I can work out which one is telling the truth but I can't get from there to reliably figuring out which one is lying and which one is random. (Or vice versa I can get which one is lying but not able to work out which the other 2 are for certain).
Ignore the Ja/Da until you have a solution for them speaking in English. Theres enough possibilities even then... I've made a little progress, I think I'll continue on the train.
I think the idea is to find which one is random for sure using two questions, then ask one of the other two "is the sky blue"
that was my line of thinking to start with, but random could answer three jas
Then don't ask the random? Anyway, I'll work on this again later.
You have no idea who you are asking.
If I asked all three of you if you always told the truth, would you ever all agree that the answer is ja?
Who ever answers differently to other two is not the random.
Thats three questions![]()
(From my husband - he's a mathematician).Incase people can't access it, here it is
You visit a remote desert island inhabited by one hundred very friendly dragons, all of whom have green eyes. They haven't seen a human for many centuries and are very excited about your visit. They show you around their island and tell you all about their dragon way of life (dragons can talk, of course).
They seem to be quite normal, as far as dragons go, but then you find out something rather odd. They have a rule on the island which states that if a dragon ever finds out that he/she has green eyes, then at precisely midnight on the day of this discovery, he/she must relinquish all dragon powers and transform into a long-tailed sparrow. However, there are no mirrors on the island, and they never talk about eye color, so the dragons have been living in blissful ignorance throughout the ages.

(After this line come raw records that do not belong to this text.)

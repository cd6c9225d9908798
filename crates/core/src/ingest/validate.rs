//! Fixed-order row validation.
//!
//! Rules run in a fixed order per row: required-field presence, numeric
//! parseability, vocabulary membership, then the per-file duplicate-key
//! check. Every violated rule appends a message; rows with one or more
//! messages land in the error set and are excluded from further processing.
//! Any invalid row fails the whole file (fail-closed on data shape).

use std::collections::HashSet;
use std::str::FromStr;

use chrono::NaiveDate;
use rust_decimal::Decimal;

use super::headers::field;
use super::row::RawRow;
use crate::hierarchy::normalize_key;
use crate::vocab::{ProcessType, ProductivityLevel, RequestType};

/// Accumulated messages for one invalid row.
#[derive(Debug, Clone, PartialEq, Eq)]
pub struct RowError {
    /// 1-indexed data row number.
    pub row_number: usize,
    /// Human-readable rule violations, in rule order.
    pub messages: Vec<String>,
}

/// Validation outcome: typed rows plus the error set.
#[derive(Debug)]
pub struct Validated<T> {
    /// Rows that passed every rule.
    pub rows: Vec<T>,
    /// Rows that violated at least one rule.
    pub errors: Vec<RowError>,
}

impl<T> Validated<T> {
    /// True when the file passed validation and may proceed to resolution.
    #[must_use]
    pub fn is_clean(&self) -> bool {
        self.errors.is_empty()
    }
}

/// A validated rate-card row (hierarchy + pricing feed).
#[derive(Debug, Clone)]
pub struct RateCardRow {
    /// 1-indexed data row number.
    pub row_number: usize,
    /// Geography name as supplied.
    pub geography: String,
    /// Client name as supplied.
    pub client: String,
    /// Process type (becomes the project name).
    pub process: ProcessType,
    /// Subproject (location) name as supplied.
    pub subproject: String,
    /// Request category.
    pub request_type: RequestType,
    /// Per-unit rate.
    pub rate: Decimal,
    /// Optional flat rate.
    pub flatrate: Option<Decimal>,
    /// Optional productivity tier (level, base rate).
    pub productivity: Option<(ProductivityLevel, Decimal)>,
}

/// A validated allocation-feed row.
#[derive(Debug, Clone)]
pub struct AllocationFeedRow {
    /// 1-indexed data row number.
    pub row_number: usize,
    /// Geography name as supplied.
    pub geography: String,
    /// Combined process string; carries the embedded client token.
    pub process: String,
    /// Subproject (location) name as supplied.
    pub subproject: String,
    /// Request category.
    pub request_type: RequestType,
    /// Calendar date of the allocation.
    pub date: NaiveDate,
    /// Resource display name.
    pub resource_name: String,
    /// Resource email.
    pub resource_email: String,
}

/// Validates a parsed rate-card file.
#[must_use]
pub fn validate_rate_card(rows: &[RawRow]) -> Validated<RateCardRow> {
    let mut out = Validated {
        rows: Vec::with_capacity(rows.len()),
        errors: Vec::new(),
    };
    let mut seen_keys: HashSet<String> = HashSet::with_capacity(rows.len());

    for row in rows {
        let mut messages = Vec::new();

        let geography = require(row, field::GEOGRAPHY, "Geography", &mut messages);
        let client = require(row, field::CLIENT, "Client", &mut messages);
        let process_raw = require(row, field::PROJECT, "Process Type", &mut messages);
        let subproject = require(row, field::SUBPROJECT, "Location", &mut messages);
        let request_raw = require(row, field::REQUEST_TYPE, "Request Type", &mut messages);
        let rate_raw = require(row, field::RATE, "Rate", &mut messages);

        let rate = rate_raw.and_then(|raw| parse_decimal(raw, "Rate", &mut messages));
        let flatrate = row
            .get(field::FLATRATE)
            .and_then(|raw| parse_decimal(raw, "Flat Rate", &mut messages));

        let process = process_raw.and_then(|raw| {
            ProcessType::parse(raw).or_else(|| {
                messages.push(format!("Unknown process type '{raw}'"));
                None
            })
        });
        let request_type = request_raw.and_then(|raw| {
            RequestType::parse(raw).or_else(|| {
                messages.push(format!("Unknown request type '{raw}'"));
                None
            })
        });

        let productivity = validate_productivity(row, &mut messages);

        // Per-file duplicate detection on the normalized composite key.
        // Only rows that passed every other rule claim their key; an invalid
        // row must not make a later well-formed row look like the duplicate.
        if let (Some(geo), Some(cli), Some(proc_), Some(sub), Some(req)) =
            (geography, client, process, subproject, request_type)
        {
            let key = composite_key(geo, cli, proc_.label(), sub, req.label());
            if seen_keys.contains(&key) {
                messages.push(format!("Duplicate row for key '{key}'"));
            } else if messages.is_empty() {
                seen_keys.insert(key);
            }

            if messages.is_empty() {
                // rate is present whenever messages is empty
                if let Some(rate) = rate {
                    out.rows.push(RateCardRow {
                        row_number: row.number,
                        geography: geo.to_string(),
                        client: cli.to_string(),
                        process: proc_,
                        subproject: sub.to_string(),
                        request_type: req,
                        rate,
                        flatrate,
                        productivity,
                    });
                    continue;
                }
            }
        }

        out.errors.push(RowError {
            row_number: row.number,
            messages,
        });
    }

    out
}

/// Validates a parsed allocation file.
#[must_use]
pub fn validate_allocations(rows: &[RawRow]) -> Validated<AllocationFeedRow> {
    let mut out = Validated {
        rows: Vec::with_capacity(rows.len()),
        errors: Vec::new(),
    };

    for row in rows {
        let mut messages = Vec::new();

        let geography = require(row, field::GEOGRAPHY, "Geography", &mut messages);
        let process = require(row, field::PROJECT, "Process", &mut messages);
        let subproject = require(row, field::SUBPROJECT, "Location", &mut messages);
        let request_raw = require(row, field::REQUEST_TYPE, "Request Type", &mut messages);
        let date_raw = require(row, field::ALLOCATION_DATE, "Date", &mut messages);
        let resource_name = require(row, field::RESOURCE_NAME, "Resource Name", &mut messages);
        let resource_email = require(row, field::RESOURCE_EMAIL, "Resource Email", &mut messages);

        let request_type = request_raw.and_then(|raw| {
            RequestType::parse(raw).or_else(|| {
                messages.push(format!("Unknown request type '{raw}'"));
                None
            })
        });
        let date = date_raw.and_then(|raw| {
            parse_date(raw).or_else(|| {
                messages.push(format!("Unparseable date '{raw}'"));
                None
            })
        });

        if messages.is_empty() {
            if let (
                Some(geography),
                Some(process),
                Some(subproject),
                Some(request_type),
                Some(date),
                Some(resource_name),
                Some(resource_email),
            ) = (
                geography,
                process,
                subproject,
                request_type,
                date,
                resource_name,
                resource_email,
            ) {
                out.rows.push(AllocationFeedRow {
                    row_number: row.number,
                    geography: geography.to_string(),
                    process: process.to_string(),
                    subproject: subproject.to_string(),
                    request_type,
                    date,
                    resource_name: resource_name.to_string(),
                    resource_email: resource_email.to_string(),
                });
                continue;
            }
        }

        out.errors.push(RowError {
            row_number: row.number,
            messages,
        });
    }

    out
}

fn require<'r>(
    row: &'r RawRow,
    field_name: &str,
    display: &str,
    messages: &mut Vec<String>,
) -> Option<&'r str> {
    let value = row.get(field_name);
    if value.is_none() {
        messages.push(format!("Missing required field '{display}'"));
    }
    value
}

fn parse_decimal(raw: &str, display: &str, messages: &mut Vec<String>) -> Option<Decimal> {
    // Decimal has no NaN; any unparseable value (including "NaN") is rejected.
    match Decimal::from_str(raw) {
        Ok(value) => Some(value),
        Err(_) => {
            messages.push(format!("{display} '{raw}' is not a number"));
            None
        }
    }
}

fn validate_productivity(
    row: &RawRow,
    messages: &mut Vec<String>,
) -> Option<(ProductivityLevel, Decimal)> {
    let level_raw = row.get(field::PRODUCTIVITY_LEVEL);
    let base_raw = row.get(field::BASE_RATE);

    match (level_raw, base_raw) {
        (None, None) => None,
        (Some(level_raw), Some(base_raw)) => {
            let level = ProductivityLevel::parse(level_raw).or_else(|| {
                messages.push(format!("Unknown productivity level '{level_raw}'"));
                None
            })?;
            let base = parse_decimal(base_raw, "Base Rate", messages)?;
            Some((level, base))
        }
        (Some(_), None) => {
            messages.push("Productivity level given without a base rate".to_string());
            None
        }
        (None, Some(_)) => {
            messages.push("Base rate given without a productivity level".to_string());
            None
        }
    }
}

/// Accepted allocation date formats, most common first.
const DATE_FORMATS: &[&str] = &["%Y-%m-%d", "%d/%m/%Y", "%d-%b-%Y"];

fn parse_date(raw: &str) -> Option<NaiveDate> {
    DATE_FORMATS
        .iter()
        .find_map(|fmt| NaiveDate::parse_from_str(raw, fmt).ok())
}

/// Builds the normalized per-file duplicate key.
#[must_use]
pub fn composite_key(
    geography: &str,
    client: &str,
    project: &str,
    subproject: &str,
    request_type: &str,
) -> String {
    format!(
        "{}|{}|{}|{}|{}",
        normalize_key(geography),
        normalize_key(client),
        normalize_key(project),
        normalize_key(subproject),
        normalize_key(request_type),
    )
}
/// Deduplicates validated rate-card rows into a staged generation.
///
/// Entities are keyed by their normalized name chain, so `ACME Corp` and
/// `acme  corp` collapse into one client. First occurrence wins the stored
/// casing; the first non-zero flat rate seen wins at each scope. IDs are
/// generated up front so child rows can reference parents before anything
/// touches the database.
#[must_use]
pub fn stage_rows(rows: &[RateCardRow]) -> StagedGeneration {
    let mut staged = StagedGeneration {
        generation: Uuid::new_v4(),
        geographies: Vec::new(),
        clients: Vec::new(),
        projects: Vec::new(),
        subprojects: Vec::new(),
        rates: Vec::new(),
        tiers: Vec::new(),
    };

    // Normalized key -> index into the staged vectors.
    let mut geo_idx: HashMap<String, usize> = HashMap::new();
    let mut client_idx: HashMap<String, usize> = HashMap::new();
    let mut project_idx: HashMap<String, usize> = HashMap::new();
    let mut sub_idx: HashMap<String, usize> = HashMap::new();
    let mut rate_keys: HashMap<(Uuid, RequestType), usize> = HashMap::new();
    let mut tier_keys: HashMap<(Uuid, ProductivityLevel), usize> = HashMap::new();

    for row in rows {
        let geo_key = normalize_key(&row.geography);
        let geo_pos = *geo_idx.entry(geo_key.clone()).or_insert_with(|| {
            staged.geographies.push(StagedEntity {
                id: Uuid::new_v4(),
                name: row.geography.clone(),
                row_number: row.row_number,
            });
            staged.geographies.len() - 1
        });
        let (geo_id, geo_name) = {
            let geo = &staged.geographies[geo_pos];
            (geo.id, geo.name.clone())
        };

        let client_key = format!("{geo_key}|{}", normalize_key(&row.client));
        let client_pos = *client_idx.entry(client_key.clone()).or_insert_with(|| {
            staged.clients.push(StagedClient {
                entity: StagedEntity {
                    id: Uuid::new_v4(),
                    name: row.client.clone(),
                    row_number: row.row_number,
                },
                geography_id: geo_id,
                geography_name: geo_name.clone(),
            });
            staged.clients.len() - 1
        });
        let (client_id, client_name) = {
            let client = &staged.clients[client_pos];
            (client.entity.id, client.entity.name.clone())
        };

        let project_label = row.process.label();
        let project_key = format!("{client_key}|{}", normalize_key(project_label));
        let project_pos = *project_idx.entry(project_key.clone()).or_insert_with(|| {
            staged.projects.push(StagedProject {
                entity: StagedEntity {
                    id: Uuid::new_v4(),
                    name: project_label.to_string(),
                    row_number: row.row_number,
                },
                client_id,
                client_name: client_name.clone(),
                geography_id: geo_id,
                geography_name: geo_name.clone(),
                flatrate: Decimal::ZERO,
            });
            staged.projects.len() - 1
        });
        if let Some(flatrate) = row.flatrate {
            let project = &mut staged.projects[project_pos];
            if project.flatrate == Decimal::ZERO {
                project.flatrate = flatrate;
            }
        }
        let (project_id, project_name) = {
            let project = &staged.projects[project_pos];
            (project.entity.id, project.entity.name.clone())
        };

        let sub_key = format!("{project_key}|{}", normalize_key(&row.subproject));
        let sub_pos = *sub_idx.entry(sub_key).or_insert_with(|| {
            staged.subprojects.push(StagedSubproject {
                entity: StagedEntity {
                    id: Uuid::new_v4(),
                    name: row.subproject.clone(),
                    row_number: row.row_number,
                },
                project_id,
                project_name: project_name.clone(),
                client_id,
                client_name: client_name.clone(),
                geography_id: geo_id,
                geography_name: geo_name.clone(),
                flatrate: Decimal::ZERO,
            });
            staged.subprojects.len() - 1
        });
        if let Some(flatrate) = row.flatrate {
            let sub = &mut staged.subprojects[sub_pos];
            if sub.flatrate == Decimal::ZERO {
                sub.flatrate = flatrate;
            }
        }
        let sub_id = staged.subprojects[sub_pos].entity.id;

        // Validation already rejects duplicate composite keys inside one
        // file, so first-wins here only guards cross-casing collisions.
        rate_keys.entry((sub_id, row.request_type)).or_insert_with(|| {
            staged.rates.push(StagedRate {
                subproject_id: sub_id,
                request_type: row.request_type,
                rate: row.rate,
                row_number: row.row_number,
            });
            staged.rates.len() - 1
        });

        if let Some((level, base_rate)) = row.productivity {
            tier_keys.entry((sub_id, level)).or_insert_with(|| {
                staged.tiers.push(StagedTier {
                    subproject_id: sub_id,
                    level,
                    base_rate,
                    row_number: row.row_number,
                });
                staged.tiers.len() - 1
            });
        }
    }

    staged
}
//! Billing read routes.

use axum::{
    Json, Router,
    extract::{Query, State},
    http::StatusCode,
    response::IntoResponse,
    routing::get,
};
use serde::{Deserialize, Serialize};
use serde_json::json;
use tracing::error;
use uuid::Uuid;

use super::internal_error;
use crate::AppState;
use worktally_db::BillingRepository;
use worktally_shared::types::{PageRequest, PageResponse};

/// Creates the billing routes.
pub fn routes() -> Router<AppState> {
    Router::new().route("/billing", get(list_billing))
}

/// Query parameters for the billing listing.
#[derive(Debug, Default, Deserialize)]
pub struct BillingParams {
    /// Restrict to one month (1-12).
    pub month: Option<i32>,
    /// Restrict to one year.
    pub year: Option<i32>,
    /// Page number (1-indexed).
    pub page: Option<u32>,
    /// Items per page.
    pub per_page: Option<u32>,
}

/// One billing record in the response.
#[derive(Debug, Serialize)]
pub struct BillingItem {
    /// Billing record ID.
    pub id: Uuid,
    /// Resource ID.
    pub resource_id: Uuid,
    /// Subproject ID.
    pub subproject_id: Uuid,
    /// Request-type label.
    pub request_type: String,
    /// Billing month.
    pub month: i32,
    /// Billing year.
    pub year: i32,
    /// Hours worked.
    pub hours: String,
    /// Per-unit rate applied.
    pub rate: String,
    /// Flat rate applied.
    pub flatrate: String,
    /// Internal cost.
    pub costing: String,
    /// Total billed amount.
    pub total_amount: String,
    /// Billable status label.
    pub billable_status: String,
    /// Last update timestamp.
    pub updated_at: String,
}

/// GET `/billing` - Period listing of billing records.
async fn list_billing(
    State(state): State<AppState>,
    Query(params): Query<BillingParams>,
) -> impl IntoResponse {
    let page = PageRequest {
        page: params.page.unwrap_or(1),
        per_page: params.per_page.unwrap_or(50),
    };

    let repo = BillingRepository::new((*state.db).clone());
    match repo.list_period(params.month, params.year, &page).await {
        Ok((rows, total)) => {
            let items: Vec<BillingItem> = rows
                .into_iter()
                .map(|row| BillingItem {
                    id: row.id,
                    resource_id: row.resource_id,
                    subproject_id: row.subproject_id,
                    request_type: row.request_type,
                    month: row.month,
                    year: row.year,
                    hours: row.hours.to_string(),
                    rate: row.rate.to_string(),
                    flatrate: row.flatrate.to_string(),
                    costing: row.costing.to_string(),
                    total_amount: row.total_amount.to_string(),
                    billable_status: row.billable_status,
                    updated_at: row.updated_at.to_rfc3339(),
                })
                .collect();

            let response = PageResponse::new(items, &page, total);
            (
                StatusCode::OK,
                Json(json!({ "data": response.data, "meta": response.meta })),
            )
                .into_response()
        }
        Err(e) => {
            error!(error = %e, "Failed to list billing records");
            internal_error()
        }
    }
}
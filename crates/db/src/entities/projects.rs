//! `SeaORM` Entity for the projects table.

use sea_orm::entity::prelude::*;
use serde::{Deserialize, Serialize};

#[derive(Clone, Debug, PartialEq, DeriveEntityModel, Eq, Serialize, Deserialize)]
#[sea_orm(table_name = "projects")]
pub struct Model {
    #[sea_orm(primary_key, auto_increment = false)]
    pub id: Uuid,
    pub name: String,
    pub client_id: Uuid,
    pub client_name: String,
    pub geography_id: Uuid,
    pub geography_name: String,
    pub flatrate: Decimal,
    pub status: String,
    pub generation: Uuid,
    pub created_at: DateTimeWithTimeZone,
    pub updated_at: DateTimeWithTimeZone,
}

#[derive(Copy, Clone, Debug, EnumIter, DeriveRelation)]
pub enum Relation {
    #[sea_orm(
        belongs_to = "super::clients::Entity",
        from = "Column::ClientId",
        to = "super::clients::Column::Id"
    )]
    Clients,
    #[sea_orm(has_many = "super::subprojects::Entity")]
    Subprojects,
}

impl Related<super::clients::Entity> for Entity {
    fn to() -> RelationDef {
        Relation::Clients.def()
    }
}

impl Related<super::subprojects::Entity> for Entity {
    fn to() -> RelationDef {
        Relation::Subprojects.def()
    }
}

impl ActiveModelBehavior for ActiveModel {}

Upon your departure, all the dragons get together to see you off, and in a tearful farewell you thank them for being such hospitable dragons. Then you decide to tell them something that they all already know (for each can see the colors of the eyes of the other dragons). You tell them all that at least one of them has green eyes. Then you leave, not thinking of the consequences (if any). Assuming that the dragons are (of course) infallibly logical, what happens?
" This is not a trick question. There's no guessing or lying or discussion by or between dragons. The answer does not involve Mendelian genetics, or sign language. The answer is logical, and the dragons are perfectly logical beings. And no, the answer is not "no dragon transforms." "
[..]Therefore the conclusion that none of them changed day 1 is that each dragon is seeing 99 pairs of green eyes, therefore I (whichever number you are) must also have green eyes and therefore all change day 2.